Prompt: Select the lines below containing the word "Generation".
[Start of section]
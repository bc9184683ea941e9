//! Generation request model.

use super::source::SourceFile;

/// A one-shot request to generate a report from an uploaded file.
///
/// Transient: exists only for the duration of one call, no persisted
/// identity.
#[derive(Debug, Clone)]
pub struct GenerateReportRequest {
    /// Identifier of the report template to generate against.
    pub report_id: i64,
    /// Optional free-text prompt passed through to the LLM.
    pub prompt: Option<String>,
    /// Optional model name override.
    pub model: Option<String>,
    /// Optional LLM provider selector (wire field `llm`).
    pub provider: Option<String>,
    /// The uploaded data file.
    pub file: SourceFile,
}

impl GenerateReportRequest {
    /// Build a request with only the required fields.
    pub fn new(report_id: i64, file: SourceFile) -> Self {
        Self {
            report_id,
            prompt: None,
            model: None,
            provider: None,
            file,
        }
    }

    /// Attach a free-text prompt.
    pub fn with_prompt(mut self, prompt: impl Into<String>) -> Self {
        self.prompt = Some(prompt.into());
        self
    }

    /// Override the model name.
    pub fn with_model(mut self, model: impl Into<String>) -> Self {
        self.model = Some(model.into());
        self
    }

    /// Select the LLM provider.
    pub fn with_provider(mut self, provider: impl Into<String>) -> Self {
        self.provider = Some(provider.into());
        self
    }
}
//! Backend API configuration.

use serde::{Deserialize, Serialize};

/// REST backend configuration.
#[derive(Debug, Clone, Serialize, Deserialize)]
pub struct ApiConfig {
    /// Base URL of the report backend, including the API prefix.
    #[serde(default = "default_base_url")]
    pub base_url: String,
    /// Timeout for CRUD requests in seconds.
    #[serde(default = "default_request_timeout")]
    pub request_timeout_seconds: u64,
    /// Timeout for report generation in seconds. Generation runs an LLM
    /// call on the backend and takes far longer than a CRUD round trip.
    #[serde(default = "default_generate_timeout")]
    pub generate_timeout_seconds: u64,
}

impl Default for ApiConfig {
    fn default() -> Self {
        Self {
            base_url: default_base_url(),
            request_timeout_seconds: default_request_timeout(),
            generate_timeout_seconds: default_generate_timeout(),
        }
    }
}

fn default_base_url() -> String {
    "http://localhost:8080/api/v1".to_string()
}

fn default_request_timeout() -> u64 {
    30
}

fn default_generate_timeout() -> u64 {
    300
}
[End of section]
[Start of section]
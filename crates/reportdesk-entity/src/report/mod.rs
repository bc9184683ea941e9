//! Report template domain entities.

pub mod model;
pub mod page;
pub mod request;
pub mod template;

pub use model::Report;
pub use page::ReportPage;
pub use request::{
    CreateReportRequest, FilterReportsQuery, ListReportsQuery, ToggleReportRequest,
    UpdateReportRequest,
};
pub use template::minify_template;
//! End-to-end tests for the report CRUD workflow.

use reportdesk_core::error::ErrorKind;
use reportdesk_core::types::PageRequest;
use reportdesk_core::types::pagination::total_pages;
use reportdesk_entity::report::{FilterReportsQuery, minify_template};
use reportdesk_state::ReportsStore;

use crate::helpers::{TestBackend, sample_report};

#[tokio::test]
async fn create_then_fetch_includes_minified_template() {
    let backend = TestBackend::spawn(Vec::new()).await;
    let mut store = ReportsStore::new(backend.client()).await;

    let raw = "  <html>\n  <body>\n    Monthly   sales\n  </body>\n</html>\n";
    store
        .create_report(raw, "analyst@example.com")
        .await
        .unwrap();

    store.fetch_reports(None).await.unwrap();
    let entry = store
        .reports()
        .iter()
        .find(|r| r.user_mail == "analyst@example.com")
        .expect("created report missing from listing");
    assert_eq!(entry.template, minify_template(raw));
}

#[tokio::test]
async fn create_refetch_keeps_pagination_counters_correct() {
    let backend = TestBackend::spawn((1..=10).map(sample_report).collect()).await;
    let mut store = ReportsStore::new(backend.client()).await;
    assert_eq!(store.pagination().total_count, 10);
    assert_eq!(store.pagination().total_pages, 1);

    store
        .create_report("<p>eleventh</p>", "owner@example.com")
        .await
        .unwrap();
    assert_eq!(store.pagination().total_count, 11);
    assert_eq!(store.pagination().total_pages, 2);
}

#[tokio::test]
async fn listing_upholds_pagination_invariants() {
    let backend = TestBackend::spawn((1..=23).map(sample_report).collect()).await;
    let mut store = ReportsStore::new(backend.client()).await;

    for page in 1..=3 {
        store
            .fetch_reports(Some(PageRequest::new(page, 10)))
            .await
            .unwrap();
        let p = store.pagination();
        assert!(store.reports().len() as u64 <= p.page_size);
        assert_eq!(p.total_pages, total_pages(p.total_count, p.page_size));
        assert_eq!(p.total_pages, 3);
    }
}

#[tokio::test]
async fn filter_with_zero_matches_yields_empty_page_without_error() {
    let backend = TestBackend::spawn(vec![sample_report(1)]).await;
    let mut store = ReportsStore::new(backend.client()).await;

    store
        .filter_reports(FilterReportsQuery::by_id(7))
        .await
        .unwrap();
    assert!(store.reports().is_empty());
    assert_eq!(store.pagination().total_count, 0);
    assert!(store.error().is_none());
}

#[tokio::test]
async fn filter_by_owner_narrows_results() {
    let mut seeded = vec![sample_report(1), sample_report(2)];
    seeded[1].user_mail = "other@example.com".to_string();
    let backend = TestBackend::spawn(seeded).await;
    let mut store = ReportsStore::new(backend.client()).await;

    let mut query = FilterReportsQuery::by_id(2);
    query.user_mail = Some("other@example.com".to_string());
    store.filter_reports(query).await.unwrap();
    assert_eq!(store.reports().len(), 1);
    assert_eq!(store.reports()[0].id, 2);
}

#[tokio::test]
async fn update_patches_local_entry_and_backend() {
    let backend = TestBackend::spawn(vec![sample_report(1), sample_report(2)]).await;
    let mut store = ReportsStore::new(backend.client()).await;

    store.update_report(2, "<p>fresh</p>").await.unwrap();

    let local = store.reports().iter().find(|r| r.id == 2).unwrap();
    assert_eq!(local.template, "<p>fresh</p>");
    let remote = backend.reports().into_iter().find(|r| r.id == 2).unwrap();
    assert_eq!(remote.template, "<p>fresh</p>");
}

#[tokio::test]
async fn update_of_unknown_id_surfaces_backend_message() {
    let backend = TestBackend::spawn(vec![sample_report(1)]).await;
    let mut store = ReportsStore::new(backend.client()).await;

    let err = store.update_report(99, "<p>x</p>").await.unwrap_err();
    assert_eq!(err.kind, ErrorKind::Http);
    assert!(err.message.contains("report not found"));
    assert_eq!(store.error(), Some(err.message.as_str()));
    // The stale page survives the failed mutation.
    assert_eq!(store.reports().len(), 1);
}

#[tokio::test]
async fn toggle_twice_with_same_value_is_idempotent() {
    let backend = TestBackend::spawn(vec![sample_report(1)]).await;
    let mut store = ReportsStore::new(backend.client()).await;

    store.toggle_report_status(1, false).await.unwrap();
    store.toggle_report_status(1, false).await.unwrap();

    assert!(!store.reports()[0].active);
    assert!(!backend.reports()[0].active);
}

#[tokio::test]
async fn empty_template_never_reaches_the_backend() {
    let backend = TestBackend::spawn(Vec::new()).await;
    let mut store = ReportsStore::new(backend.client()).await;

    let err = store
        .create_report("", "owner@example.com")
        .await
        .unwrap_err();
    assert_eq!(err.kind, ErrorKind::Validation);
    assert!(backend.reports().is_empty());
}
[End of section]
Solution for this problem:
//! Generation request model.
    /// Timeout for report generation in seconds. Generation runs an LLM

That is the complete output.